A "moment of exchange" all the more important since Patrick Nectoux has only known these dogs for five days. He is neither a shepherd nor a breeder. He is not an enemy of the wolf, quite the contrary. This retired laboratory assistant volunteers for the Ferus association, which defends large predators in France. He participates in the Pastoraloup program, set up by the association in 1999 to help breeders monitor their herds.
This week in Revest-du-Bion (Alpes-de-Haute-Provence) is his first surveillance mission. Patrick Nectoux signed up because he didn't want to "stand idly by" in the face of the political and agricultural offensive to weaken the level of protection of the wolf . Shortly after our report, Emmanuel Macron even called for killing more of them . "It is possible to live with the wolf, but it will require an effort, and instead of making this effort, we prefer to take up arms," regrets Patrick Nectoux.
After a first tour of the two enclosures to check that everything is okay, the volunteer settles into his tent, pitched a few meters from the fences. He sets his alarm for the next round, in two hours if the patous don't wake him up before then. "You have to react very quickly when the dogs sound the alarm, otherwise it could already be too late," he explains.
One o'clock in the morning. Patrick Nectoux leaves his tent. In the moonless night, he begins his rounds. At regular intervals, he illuminates the forest and yells to the crowd phrases like "beware of the wolves" or "it's the paw-patou!" "It's very important, the light, the fact of showing that we're there. The voice, and then he'll smell us too," he justifies.
The wolf didn't come that evening, but it wasn't far away. On June 23, two days before our visit, it killed three sheep in the commune. Patrick Nectoux is also convinced that the canine approached the flock a few days earlier. "The dogs were there, barking loudly, really fixated on this part of the forest," he says, pointing to the trees bordering the enclosure.
At one point, the dogs stopped, the sheep were very calm... Total silence, and then footsteps in the dead leaves... I assumed it was him.

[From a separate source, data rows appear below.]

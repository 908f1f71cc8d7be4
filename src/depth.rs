use log::info;

#[allow(unused_imports)]
use crate::RbTree;

/// Depth calculates minimum, maximum, average and percentile of the
/// depths at which [`RbTree`] descents hit the sentinel.
#[derive(Clone, Debug)]
pub struct Depth {
    samples: usize,
    min: usize,
    max: usize,
    total: usize,
    depths: [u64; 256],
}

impl Depth {
    pub(crate) fn new() -> Depth {
        Default::default()
    }

    pub(crate) fn sample(&mut self, depth: usize) {
        self.samples += 1;
        self.total += depth;
        if self.samples == 1 || depth < self.min {
            self.min = depth
        }
        if depth > self.max {
            self.max = depth
        }
        self.depths[depth] += 1;
    }

    /// Return number of sentinel positions sampled in [`RbTree`] instance.
    pub fn samples(&self) -> usize {
        self.samples
    }

    /// Return minimum depth of a sentinel position.
    pub fn min(&self) -> usize {
        self.min
    }

    /// Return maximum depth of a sentinel position.
    pub fn max(&self) -> usize {
        self.max
    }

    /// Return the average depth, zero when nothing was sampled.
    pub fn mean(&self) -> usize {
        match self.samples {
            0 => 0,
            n => self.total / n,
        }
    }

    /// Return depth as tuple of percentiles, each tuple provides
    /// (percentile, depth). Returned percentiles from 90, 91 .. 100
    pub fn percentiles(&self) -> Vec<(u8, usize)> {
        let mut percentiles: Vec<(u8, usize)> = vec![];
        if self.samples == 0 {
            return percentiles;
        }
        let (mut acc, mut prev_perc) = (0_u64, 90_u8);
        let iter = self.depths.iter().enumerate().filter(|(_, &item)| item > 0);
        for (depth, samples) in iter {
            acc += *samples;
            let perc = ((acc as f64 / self.samples as f64) * 100_f64) as u8;
            if perc >= prev_perc {
                percentiles.push((perc, depth));
                prev_perc = perc;
            }
        }
        percentiles
    }

    /// Log depth statistics in human readable format.
    pub fn log_summary(&self, prefix: &str) {
        info!(
            "{}depth (min, avg, max): {:?}",
            prefix,
            (self.min, self.mean(), self.max)
        );
        for (perc, depth) in self.percentiles().into_iter() {
            info!("{}  {} percentile = {}", prefix, perc, depth);
        }
    }

    /// Convert depth statistics to JSON format, useful for plotting.
    pub fn json(&self) -> String {
        let ps: Vec<String> = self
            .percentiles()
            .into_iter()
            .map(|(d, n)| format!("\"{}\": {}", d, n))
            .collect();
        let strs = [
            format!("\"min\": {}", self.min),
            format!("\"mean\": {}", self.mean()),
            format!("\"max\": {}", self.max),
            format!("\"percentiles\": {{ {} }}", ps.join(", ")),
        ];
        format!("{{ {} }}", strs.join(", "))
    }
}

impl Default for Depth {
    fn default() -> Self {
        Depth {
            samples: 0,
            min: 0,
            max: 0,
            total: 0,
            depths: [0; 256],
        }
    }
}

Patrick Nectoux, volunteer for the Ferus association
At daybreak, the volunteer hands over to the farmer. That morning, Pascal Petit has a lot of work to do: he has to examine the ewes one by one before they leave for the summer pastures, scheduled for the end of the week. Some have foot injuries, others have hooves—the "sheep's hoof"—that are too long. The animal has to be turned around and the horn trimmed with pruning shears. It's a physical job: "You can't work the animals during the day and watch over your flock at night," says the farmer.
Thanks to the program, wolf advocates and sheep farmers also learn to know each other better and overcome their prejudices. "My fear was to meet fanatical ecologists, like those at Notre-Dame-des-Landes and the like. And no, they are normal people, with normal and very balanced minds," says Pascal Petit. Patrick Nectoux acknowledges that there are sometimes "oppositions" but that there is above all "understanding."
First developed in the Alps, the Pastoraloup program now exists in the Jura, Brittany, and Lot. Around 700 volunteers have been trained to carry out these surveillance missions. "It's not just up to farmers to bear the burden of bringing back the wolf ," says Fannie Malet, head of Pastoraloup. "This program is an outstretched hand."
She acknowledges that these surveillances are not "a miracle solution" but claims good results: almost 16,000 nights and days of surveillance, with attacks or attempted attacks in less than 1% of cases. Pascal Petit, for his part, is more convinced by this solution than by the gun. "It is better for the wolf to be protected and for us to be helped, rather than for it to become a pest and for us not to be helped ," analyzes the breeder, before slipping: the wolf is like everything else, it has the right to exist."